:: Exercise instructions ::
Looking at the entries underneath, work out how many lines contain "StatusCode". Write only that number.

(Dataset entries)
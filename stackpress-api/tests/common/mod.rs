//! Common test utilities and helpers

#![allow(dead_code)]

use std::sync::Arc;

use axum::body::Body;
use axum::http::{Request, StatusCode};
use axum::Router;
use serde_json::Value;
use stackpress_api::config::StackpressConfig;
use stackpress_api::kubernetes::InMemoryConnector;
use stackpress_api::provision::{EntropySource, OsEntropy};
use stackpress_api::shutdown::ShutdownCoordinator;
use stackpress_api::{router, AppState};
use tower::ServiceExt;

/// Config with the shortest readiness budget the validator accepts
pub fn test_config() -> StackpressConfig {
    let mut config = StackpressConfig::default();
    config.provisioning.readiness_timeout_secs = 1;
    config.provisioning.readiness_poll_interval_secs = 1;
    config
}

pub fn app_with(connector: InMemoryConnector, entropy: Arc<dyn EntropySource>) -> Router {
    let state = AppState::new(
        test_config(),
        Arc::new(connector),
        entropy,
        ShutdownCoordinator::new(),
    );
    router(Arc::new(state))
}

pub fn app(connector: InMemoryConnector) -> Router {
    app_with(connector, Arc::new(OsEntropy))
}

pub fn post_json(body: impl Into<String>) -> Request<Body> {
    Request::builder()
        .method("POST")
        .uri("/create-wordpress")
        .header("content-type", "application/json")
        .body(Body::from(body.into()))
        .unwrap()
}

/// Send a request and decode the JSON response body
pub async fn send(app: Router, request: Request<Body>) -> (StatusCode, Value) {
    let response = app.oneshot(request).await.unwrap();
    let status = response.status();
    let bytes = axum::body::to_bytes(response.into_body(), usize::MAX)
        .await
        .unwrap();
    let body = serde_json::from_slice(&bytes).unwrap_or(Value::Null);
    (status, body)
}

:: Solution to this exercise ::
2